Supreme Court of North Carolina
Jun 1, 1843
25 N.C. 294 (N.C. 1843)

Opinion

(June Term, 1843.)

1. When an action is brought on an official bond, for the benefit of a person injured, in the name of the State or of the officer of the State to whom the bond is made payable, it is regarded as the action of the relator; and on his death is abated, as other actions abate by the death of the plaintiff, unless revived in the manner prescribed by law.

2. Executors or administrators of a plaintiff must, in general, apply to revive the suit within two terms after his death, computing from the day of his death and not from the time the suggestion is entered on the record.

APPEAL from Dick, J., Spring Term, 1843, of IREDELL.

This was an action of debt, brought on the administration bond of the defendant, John S. Neill, to recover a distributive share of the estate of one .......... deceased, to which distributive share the relator, James Stephenson, was entitled in right of his wife Nancy, the other relator. The plaintiff's counsel now alleged to the Court, that the said Nancy was dead, and that administration on her estate had been granted to Noble M. Mills, by the County Court of Iredell, at February Term, 1843. The plaintiff's counsel then moved that the said Noble M. Mills be made a party plaintiff to this suit. This motion was opposed by the defendant's counsel, who alleged that the said suit had abated, because the said Nancy Stephenson died in October, 1841, and offered the affidavit of John S. Neill, one of the defendants, to establish that fact. The plaintiff's counsel had not heretofore suggested the death of the said Nancy on the record, nor did he now offer any evidence to show at what time she died. It was admitted, that the said James Stephenson and his wife had removed from this State before this suit was brought. The Court being of opinion that the said suit had abated, and, having directed an entry to that effect to be made on the record, (295) the plaintiff, James Stephenson, prayed for and obtained an appeal to the Supreme Court.

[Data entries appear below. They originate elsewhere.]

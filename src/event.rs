// (C) 2025 - Enzo Lombardi

//! Normalized input event model delivered by a [`crate::backend::InputBackend`].
//!
//! A normalized tagged-union event, independent of any one backend's wire
//! representation. The ANSI backend's conversion from
//! `crossterm::event::Event` lives here since it's pure data mapping, not
//! backend I/O.

use std::fmt;

/// Modifier keys held during a `Key` or `Mouse` event.
#[derive(Clone, Copy, PartialEq, Eq, Hash, Default)]
pub struct Modifiers(u8);

impl Modifiers {
    pub const SHIFT: Modifiers = Modifiers(1 << 0);
    pub const CTRL: Modifiers = Modifiers(1 << 1);
    pub const ALT: Modifiers = Modifiers(1 << 2);
    pub const META: Modifiers = Modifiers(1 << 3);

    pub const fn empty() -> Self {
        Modifiers(0)
    }

    pub const fn contains(self, other: Modifiers) -> bool {
        (self.0 & other.0) == other.0
    }

    pub const fn union(self, other: Modifiers) -> Modifiers {
        Modifiers(self.0 | other.0)
    }

    pub const fn is_empty(self) -> bool {
        self.0 == 0
    }

    pub const fn bits(self) -> u8 {
        self.0
    }
}

impl std::ops::BitOr for Modifiers {
    type Output = Modifiers;
    fn bitor(self, rhs: Modifiers) -> Modifiers {
        self.union(rhs)
    }
}

impl std::ops::BitOrAssign for Modifiers {
    fn bitor_assign(&mut self, rhs: Modifiers) {
        self.0 |= rhs.0;
    }
}

impl fmt::Debug for Modifiers {
    fn fmt(&self, f: &mut fmt::Formatter<'_>) -> fmt::Result {
        let mut names = Vec::new();
        if self.contains(Modifiers::SHIFT) {
            names.push("SHIFT");
        }
        if self.contains(Modifiers::CTRL) {
            names.push("CTRL");
        }
        if self.contains(Modifiers::ALT) {
            names.push("ALT");
        }
        if self.contains(Modifiers::META) {
            names.push("META");
        }
        write!(f, "{}", names.join("|"))
    }
}

/// A logical key, independent of the wire encoding that produced it.
#[derive(Debug, Clone, Copy, PartialEq, Eq)]
pub enum KeyCode {
    Char(char),
    F(u8), // 1..=24
    Up,
    Down,
    Left,
    Right,
    Home,
    End,
    PageUp,
    PageDown,
    Insert,
    Delete,
    Backspace,
    Tab,
    BackTab,
    Enter,
    Escape,
    /// A control character with no dedicated variant above, e.g. Ctrl+A.
    Control(char),
}

#[derive(Debug, Clone, Copy, PartialEq, Eq)]
pub enum MouseButton {
    Left,
    Middle,
    Right,
    WheelUp,
    WheelDown,
    None,
}

#[derive(Debug, Clone, Copy, PartialEq, Eq)]
pub enum MouseKind {
    Press,
    Release,
    Move,
    Drag,
}

#[derive(Debug, Clone, Copy, PartialEq, Eq)]
pub enum SignalKind {
    Suspend,
    Continue,
    Interrupt,
}

/// The normalized event union delivered by [`crate::terminal::Terminal::poll_event`].
#[derive(Debug, Clone, PartialEq)]
pub enum Event {
    Key {
        code: KeyCode,
        modifiers: Modifiers,
        text: Option<String>,
    },
    Mouse {
        x: u16,
        y: u16,
        button: MouseButton,
        kind: MouseKind,
        modifiers: Modifiers,
    },
    Resize {
        cols: u16,
        rows: u16,
    },
    Paste {
        text: String,
    },
    Signal {
        kind: SignalKind,
    },
}

impl Event {
    pub fn key(code: KeyCode, modifiers: Modifiers) -> Self {
        Event::Key { code, modifiers, text: None }
    }

    pub fn printable(ch: char, modifiers: Modifiers) -> Self {
        Event::Key {
            code: KeyCode::Char(ch),
            modifiers,
            text: Some(ch.to_string()),
        }
    }
}

impl fmt::Display for Event {
    fn fmt(&self, f: &mut fmt::Formatter<'_>) -> fmt::Result {
        match self {
            Event::Key { code, modifiers, .. } => write!(f, "Key({code:?}, {modifiers:?})"),
            Event::Mouse { x, y, button, kind, .. } => {
                write!(f, "Mouse({button:?} {kind:?} at {x},{y})")
            }
            Event::Resize { cols, rows } => write!(f, "Resize({cols}x{rows})"),
            Event::Paste { text } => write!(f, "Paste({} bytes)", text.len()),
            Event::Signal { kind } => write!(f, "Signal({kind:?})"),
        }
    }
}

/// Converts a `crossterm` event into the core's normalized [`Event`], used by
/// [`crate::backend::ansi::AnsiBackend`]. Returns `None` for crossterm events
/// the core does not surface (e.g. key-release on platforms that report it).
pub fn from_crossterm(ev: crossterm::event::Event) -> Option<Event> {
    use crossterm::event::{
        Event as CtEvent, KeyCode as CtKeyCode, KeyEventKind, MouseButton as CtMouseButton,
        MouseEventKind as CtMouseKind,
    };

    match ev {
        CtEvent::Key(key) => {
            if key.kind == KeyEventKind::Release {
                return None;
            }
            let modifiers = modifiers_from_crossterm(key.modifiers);
            let (code, text) = match key.code {
                CtKeyCode::Char(c) => (KeyCode::Char(c), Some(c.to_string())),
                CtKeyCode::F(n) => (KeyCode::F(n), None),
                CtKeyCode::Up => (KeyCode::Up, None),
                CtKeyCode::Down => (KeyCode::Down, None),
                CtKeyCode::Left => (KeyCode::Left, None),
                CtKeyCode::Right => (KeyCode::Right, None),
                CtKeyCode::Home => (KeyCode::Home, None),
                CtKeyCode::End => (KeyCode::End, None),
                CtKeyCode::PageUp => (KeyCode::PageUp, None),
                CtKeyCode::PageDown => (KeyCode::PageDown, None),
                CtKeyCode::Insert => (KeyCode::Insert, None),
                CtKeyCode::Delete => (KeyCode::Delete, None),
                CtKeyCode::Backspace => (KeyCode::Backspace, None),
                CtKeyCode::Tab => (KeyCode::Tab, None),
                CtKeyCode::BackTab => (KeyCode::BackTab, None),
                CtKeyCode::Enter => (KeyCode::Enter, None),
                CtKeyCode::Esc => (KeyCode::Escape, None),
                _ => return None,
            };
            Some(Event::Key { code, modifiers, text })
        }
        CtEvent::Mouse(m) => {
            let modifiers = modifiers_from_crossterm(m.modifiers);
            let (button, kind) = match m.kind {
                CtMouseKind::Down(CtMouseButton::Left) => (MouseButton::Left, MouseKind::Press),
                CtMouseKind::Down(CtMouseButton::Middle) => (MouseButton::Middle, MouseKind::Press),
                CtMouseKind::Down(CtMouseButton::Right) => (MouseButton::Right, MouseKind::Press),
                CtMouseKind::Up(CtMouseButton::Left) => (MouseButton::Left, MouseKind::Release),
                CtMouseKind::Up(CtMouseButton::Middle) => (MouseButton::Middle, MouseKind::Release),
                CtMouseKind::Up(CtMouseButton::Right) => (MouseButton::Right, MouseKind::Release),
                CtMouseKind::Drag(CtMouseButton::Left) => (MouseButton::Left, MouseKind::Drag),
                CtMouseKind::Drag(CtMouseButton::Middle) => (MouseButton::Middle, MouseKind::Drag),
                CtMouseKind::Drag(CtMouseButton::Right) => (MouseButton::Right, MouseKind::Drag),
                CtMouseKind::Moved => (MouseButton::None, MouseKind::Move),
                CtMouseKind::ScrollUp => (MouseButton::WheelUp, MouseKind::Press),
                CtMouseKind::ScrollDown => (MouseButton::WheelDown, MouseKind::Press),
                _ => (MouseButton::None, MouseKind::Move),
            };
            Some(Event::Mouse { x: m.column, y: m.row, button, kind, modifiers })
        }
        CtEvent::Resize(cols, rows) => Some(Event::Resize { cols, rows }),
        CtEvent::Paste(text) => Some(Event::Paste { text }),
        _ => None,
    }
}

fn modifiers_from_crossterm(m: crossterm::event::KeyModifiers) -> Modifiers {
    use crossterm::event::KeyModifiers as CtMods;
    let mut out = Modifiers::empty();
    if m.contains(CtMods::SHIFT) {
        out |= Modifiers::SHIFT;
    }
    if m.contains(CtMods::CONTROL) {
        out |= Modifiers::CTRL;
    }
    if m.contains(CtMods::ALT) {
        out |= Modifiers::ALT;
    }
    out
}

#[cfg(test)]
mod tests {
    use super::*;

    #[test]
    fn modifiers_combine() {
        let m = Modifiers::SHIFT | Modifiers::CTRL;
        assert!(m.contains(Modifiers::SHIFT));
        assert!(m.contains(Modifiers::CTRL));
        assert!(!m.contains(Modifiers::ALT));
    }

    #[test]
    fn printable_carries_text() {
        let ev = Event::printable('q', Modifiers::empty());
        match ev {
            Event::Key { code, text, .. } => {
                assert_eq!(code, KeyCode::Char('q'));
                assert_eq!(text.as_deref(), Some("q"));
            }
            _ => panic!("expected Key"),
        }
    }

    #[test]
    fn crossterm_arrow_key_converts() {
        use crossterm::event::{Event as CtEvent, KeyCode as CtKeyCode, KeyEvent};
        let ev = CtEvent::Key(KeyEvent::from(CtKeyCode::Up));
        let mapped = from_crossterm(ev).unwrap();
        assert_eq!(mapped, Event::Key { code: KeyCode::Up, modifiers: Modifiers::empty(), text: None });
    }
}
// (C) 2025 - Enzo Lombardi

//! `ScreenCell`: one grid position in a [`crate::buffer::DisplayBuffer`].

use crate::attr::Attr;
use unicode_width::UnicodeWidthStr;

/// Maximum byte length of a cell's text cluster (≤15 bytes UTF-8).
pub const MAX_CLUSTER_BYTES: usize = 15;

/// One character position on the terminal grid.
///
/// Holds one grapheme cluster (a user-perceived character, possibly spanning
/// several Unicode code points) of display width 1 or 2, plus the attribute
/// it's drawn with and a transient dirty flag used during flush bookkeeping.
///
/// A cell that is the trailing half of a wide character written to the
/// preceding column has `width == 0` and empty `text`; it never stands alone
/// (see [`crate::buffer::DisplayBuffer::put_char`]).
#[derive(Debug, Clone, Copy, PartialEq, Eq)]
pub struct ScreenCell {
    text: ClusterBuf,
    width: u8,
    pub attr: Attr,
    pub dirty: bool,
}

/// Small inline buffer for a grapheme cluster, avoiding a heap allocation per cell.
#[derive(Debug, Clone, Copy, PartialEq, Eq)]
struct ClusterBuf {
    bytes: [u8; MAX_CLUSTER_BYTES],
    len: u8,
}

impl ClusterBuf {
    const EMPTY: ClusterBuf = ClusterBuf {
        bytes: [0; MAX_CLUSTER_BYTES],
        len: 0,
    };

    fn from_str(s: &str) -> Self {
        let bytes = s.as_bytes();
        let len = bytes.len().min(MAX_CLUSTER_BYTES);
        let mut buf = [0u8; MAX_CLUSTER_BYTES];
        buf[..len].copy_from_slice(&bytes[..len]);
        ClusterBuf {
            bytes: buf,
            len: len as u8,
        }
    }

    fn as_str(&self) -> &str {
        // SAFETY-free: constructed only from valid UTF-8 slices in `from_str`,
        // and truncation only ever happens at a pre-checked boundary.
        std::str::from_utf8(&self.bytes[..self.len as usize]).unwrap_or("")
    }
}

impl ScreenCell {
    /// The empty cell: a single space, default attribute, width 1.
    pub const fn blank() -> Self {
        Self {
            text: ClusterBuf::EMPTY,
            width: 1,
            attr: Attr {
                fg: crate::attr::Color::Default,
                bg: crate::attr::Color::Default,
                style: crate::attr::Style::empty(),
            },
            dirty: false,
        }
    }

    /// Build a cell from a grapheme cluster and attribute. Clusters over
    /// [`MAX_CLUSTER_BYTES`] are truncated at a `char` boundary; width is
    /// derived from the (possibly truncated) cluster via `unicode-width` and
    /// clamped to `{0, 1, 2}`.
    pub fn new(cluster: &str, attr: Attr) -> Self {
        let truncated = truncate_to_boundary(cluster, MAX_CLUSTER_BYTES);
        let width = if truncated.is_empty() {
            1
        } else {
            UnicodeWidthStr::width(truncated).clamp(0, 2) as u8
        };
        Self {
            text: if truncated.is_empty() {
                ClusterBuf::EMPTY
            } else {
                ClusterBuf::from_str(truncated)
            },
            width: width.max(1).min(2),
            attr,
            dirty: false,
        }
    }

    /// The distinguished trailing-half marker for a wide character: empty
    /// text, width 0, same attribute as the leading half.
    pub fn trailing_marker(attr: Attr) -> Self {
        Self {
            text: ClusterBuf::EMPTY,
            width: 0,
            attr,
            dirty: false,
        }
    }

    pub fn text(&self) -> &str {
        let s = self.text.as_str();
        if s.is_empty() {
            " "
        } else {
            s
        }
    }

    /// Display width: 1 for narrow, 2 for wide, 0 for a trailing-half marker.
    pub fn width(&self) -> u8 {
        self.width
    }

    pub fn is_trailing_marker(&self) -> bool {
        self.width == 0
    }
}

impl Default for ScreenCell {
    fn default() -> Self {
        Self::blank()
    }
}

fn truncate_to_boundary(s: &str, max_bytes: usize) -> &str {
    if s.len() <= max_bytes {
        return s;
    }
    let mut end = max_bytes;
    while end > 0 && !s.is_char_boundary(end) {
        end -= 1;
    }
    &s[..end]
}

#[cfg(test)]
mod tests {
    use super::*;
    use crate::attr::Color;

    #[test]
    fn blank_is_space_width_1() {
        let c = ScreenCell::blank();
        assert_eq!(c.text(), " ");
        assert_eq!(c.width(), 1);
    }

    #[test]
    fn ascii_char_is_narrow() {
        let c = ScreenCell::new("x", Attr::default());
        assert_eq!(c.text(), "x");
        assert_eq!(c.width(), 1);
    }

    #[test]
    fn wide_char_reports_width_2() {
        let c = ScreenCell::new("\u{6f22}", Attr::default()); // 漢
        assert_eq!(c.width(), 2);
    }

    #[test]
    fn combining_mark_cluster_preserved() {
        let c = ScreenCell::new("e\u{0301}", Attr::default()); // e + combining acute
        assert_eq!(c.text(), "e\u{0301}");
    }

    #[test]
    fn trailing_marker_has_width_0_and_empty_text() {
        let t = ScreenCell::trailing_marker(Attr::new(Color::RED, Color::Default));
        assert!(t.is_trailing_marker());
        assert_eq!(t.text(), " ");
    }

    #[test]
    fn oversize_cluster_is_truncated_not_panicking() {
        let long = "a".repeat(64);
        let c = ScreenCell::new(&long, Attr::default());
        assert!(c.text().len() <= MAX_CLUSTER_BYTES);
    }
}
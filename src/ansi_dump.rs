// (C) 2025 - Enzo Lombardi

//! ANSI dump utilities for debugging a [`crate::buffer::DisplayBuffer`].
//!
//! Direct generalization of this crate's prior cell-buffer dumper: same
//! change-only SGR emission and `cat`-viewable output, now built on
//! [`ScreenCell`]/[`Attr`] instead of a fixed 16-color cell type, so the
//! dump always renders at full truecolor fidelity regardless of what the
//! live backend negotiated.

use std::fs::File;
use std::io::{self, Write};

use crate::attr::{Attr, ColorDepth};
use crate::cell::ScreenCell;

/// Dumps a buffer to a file at `path`, viewable with `cat` or `less -R`.
pub fn dump_buffer_to_file(buffer: &[Vec<ScreenCell>], width: usize, height: usize, path: &str) -> io::Result<()> {
    let mut file = File::create(path)?;
    dump_buffer(&mut file, buffer, width, height)
}

/// Dumps a buffer to any writer, emitting an SGR change only when a cell's
/// `Attr` differs from the previous cell's.
pub fn dump_buffer<W: Write>(writer: &mut W, buffer: &[Vec<ScreenCell>], width: usize, height: usize) -> io::Result<()> {
    dump_region(writer, buffer, 0, 0, width, height)
}

/// Dumps a rectangular region of a buffer, useful for isolating one widget's
/// output rather than the whole screen.
pub fn dump_buffer_region<W: Write>(
    writer: &mut W,
    buffer: &[Vec<ScreenCell>],
    x: usize,
    y: usize,
    width: usize,
    height: usize,
) -> io::Result<()> {
    dump_region(writer, buffer, x, y, width, height)
}

fn dump_region<W: Write>(
    writer: &mut W,
    buffer: &[Vec<ScreenCell>],
    x: usize,
    y: usize,
    width: usize,
    height: usize,
) -> io::Result<()> {
    for row in buffer.iter().take((y + height).min(buffer.len())).skip(y) {
        let mut last_attr: Option<Attr> = None;
        for col in x..(x + width).min(row.len()) {
            let cell = row[col];
            if cell.is_trailing_marker() {
                continue;
            }
            if last_attr != Some(cell.attr) {
                write!(writer, "\x1b[{}m", cell.attr.to_sgr(ColorDepth::Rgb24))?;
                last_attr = Some(cell.attr);
            }
            write!(writer, "{}", cell.text())?;
        }
        writeln!(writer, "\x1b[0m")?;
    }
    Ok(())
}
// (C) 2025 - Enzo Lombardi

//! `EventCoalescer`: merges adjacent compatible events within a small window.
//!
//! Sits between an `InputBackend` and its consumer. Only two kinds ever
//! merge: consecutive mouse moves with the same button/modifiers collapse to
//! the most recent, and consecutive resizes collapse to the last. Nothing
//! else is ever dropped — a key press between two mouse moves breaks the run
//! and both surrounding moves are delivered untouched.
//!
//! Grounded on this crate's input-handling loop, which buffered raw bytes and
//! periodically drained them; here the buffering is of normalized events
//! rather than bytes, with an explicit latency bound so a slow consumer never
//! sees mouse-move events lag arbitrarily far behind the pointer.

use crate::event::{Event, MouseKind};
use std::time::{Duration, Instant};

/// Default merge window: events queued less than this apart are candidates
/// for coalescing (≈16 ms, one frame at 60 Hz).
pub const DEFAULT_COALESCE_WINDOW: Duration = Duration::from_millis(16);

struct Pending {
    event: Event,
    queued_at: Instant,
}

/// Coalesces a stream of events fed one at a time via [`EventCoalescer::push`].
/// The queue is unbounded except for mouse-move runs, which are collapsed to
/// a single pending entry — the one case this is allowed to drop intermediate
/// events for.
pub struct EventCoalescer {
    window: Duration,
    queue: Vec<Pending>,
}

impl EventCoalescer {
    pub fn new(window: Duration) -> Self {
        Self { window, queue: Vec::new() }
    }

    pub fn with_default_window() -> Self {
        Self::new(DEFAULT_COALESCE_WINDOW)
    }

    /// Feed one event, coalescing with the tail of the queue when eligible.
    pub fn push(&mut self, event: Event, now: Instant) {
        if let Some(last) = self.queue.last_mut() {
            if Self::mergeable(&last.event, &event) && now.saturating_duration_since(last.queued_at) < self.window {
                last.event = event;
                last.queued_at = now;
                return;
            }
        }
        self.queue.push(Pending { event, queued_at: now });
    }

    /// Pops the oldest queued event, if any.
    pub fn pop(&mut self) -> Option<Event> {
        if self.queue.is_empty() {
            None
        } else {
            Some(self.queue.remove(0).event)
        }
    }

    pub fn is_empty(&self) -> bool {
        self.queue.is_empty()
    }

    pub fn len(&self) -> usize {
        self.queue.len()
    }

    /// Whether `next` is allowed to replace `prev` in place rather than
    /// queuing separately: same coalescable class with matching identity
    /// fields (button/modifiers for mouse moves; resize has none to match).
    fn mergeable(prev: &Event, next: &Event) -> bool {
        match (prev, next) {
            (
                Event::Mouse { button: pb, kind: MouseKind::Move, modifiers: pm, .. },
                Event::Mouse { button: nb, kind: MouseKind::Move, modifiers: nm, .. },
            ) => pb == nb && pm == nm,
            (Event::Resize { .. }, Event::Resize { .. }) => true,
            _ => false,
        }
    }
}

#[cfg(test)]
mod tests {
    use super::*;
    use crate::event::{Modifiers, MouseButton};

    fn mouse_move(x: u16, y: u16) -> Event {
        Event::Mouse { x, y, button: MouseButton::None, kind: MouseKind::Move, modifiers: Modifiers::empty() }
    }

    #[test]
    fn consecutive_moves_collapse_to_latest() {
        let mut c = EventCoalescer::new(Duration::from_millis(16));
        let t0 = Instant::now();
        c.push(mouse_move(1, 1), t0);
        c.push(mouse_move(2, 2), t0 + Duration::from_millis(1));
        c.push(mouse_move(3, 3), t0 + Duration::from_millis(2));
        assert_eq!(c.len(), 1);
        assert_eq!(c.pop(), Some(mouse_move(3, 3)));
    }

    #[test]
    fn moves_outside_window_do_not_merge() {
        let mut c = EventCoalescer::new(Duration::from_millis(16));
        let t0 = Instant::now();
        c.push(mouse_move(1, 1), t0);
        c.push(mouse_move(2, 2), t0 + Duration::from_millis(50));
        assert_eq!(c.len(), 2);
    }

    #[test]
    fn resize_events_collapse() {
        let mut c = EventCoalescer::new(Duration::from_millis(16));
        let t0 = Instant::now();
        c.push(Event::Resize { cols: 80, rows: 24 }, t0);
        c.push(Event::Resize { cols: 100, rows: 30 }, t0 + Duration::from_millis(1));
        assert_eq!(c.len(), 1);
        assert_eq!(c.pop(), Some(Event::Resize { cols: 100, rows: 30 }));
    }

    #[test]
    fn key_event_breaks_a_move_run() {
        let mut c = EventCoalescer::new(Duration::from_millis(16));
        let t0 = Instant::now();
        c.push(mouse_move(1, 1), t0);
        c.push(
            Event::key(crate::event::KeyCode::Enter, Modifiers::empty()),
            t0 + Duration::from_millis(1),
        );
        c.push(mouse_move(2, 2), t0 + Duration::from_millis(2));
        assert_eq!(c.len(), 3);
    }

    #[test]
    fn different_buttons_do_not_merge() {
        let mut c = EventCoalescer::new(Duration::from_millis(16));
        let t0 = Instant::now();
        c.push(
            Event::Mouse { x: 1, y: 1, button: MouseButton::Left, kind: MouseKind::Drag, modifiers: Modifiers::empty() },
            t0,
        );
        c.push(
            Event::Mouse { x: 2, y: 2, button: MouseButton::Right, kind: MouseKind::Drag, modifiers: Modifiers::empty() },
            t0 + Duration::from_millis(1),
        );
        assert_eq!(c.len(), 2);
    }

    #[test]
    fn fifo_order_preserved_for_non_coalesced_events() {
        let mut c = EventCoalescer::new(Duration::from_millis(16));
        let t0 = Instant::now();
        c.push(Event::key(crate::event::KeyCode::Tab, Modifiers::empty()), t0);
        c.push(Event::key(crate::event::KeyCode::Enter, Modifiers::empty()), t0);
        assert_eq!(c.pop().unwrap(), Event::key(crate::event::KeyCode::Tab, Modifiers::empty()));
        assert_eq!(c.pop().unwrap(), Event::key(crate::event::KeyCode::Enter, Modifiers::empty()));
    }
}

No counsel for either party.


When an action is instituted upon an official bond, in the name of the State or of the officer of the State to whom the bond was made payable, by a person alleging himself to have sustained injury by a breach of its stipulations, he is required to set forth in the declaration how he has sustained such injury, and is entitled after judgment to receive to his own use the money therein recovered. Rev. Stat., ch. 81. Such action is therefore regarded as the action of the relator, and by his death it is abated, as other actions abate by the death of the plaintiff, unless revived in the manner prescribed by law. The general rule in regard to the revival of actions, where the plaintiff dies, is, that the cause will abate, unless the executors apply to carry it on within two terms after his death, computing from the day of his death, and not from the suggestion entered by the defendant. Rule, 1 N.C. 88; Anon., 3 N.C. 66. There was nothing in this case alleged to take it without the operation of the general rule, or to bring it within the limits of any exception thereto; and we therefore hold that the judgment of the Court below was correct.

PER CURIAM. Affirmed.

Cited: Sanders v. Bean, 44 N.C. 318; Becton v. Becton, 56 N.C. 423.

(296)


Summaries of

McLaughlin v. Neill

Supreme Court of North Carolina
Jun 1, 1843
25 N.C. 294 (N.C. 1843)
Case details for

McLaughlin v. Neill

Case Details

Full title:JOHN McLAUGHLIN, CHAIRMAN, c. TO THE USE OF JAMES STEPHENSON AND WIFE, v …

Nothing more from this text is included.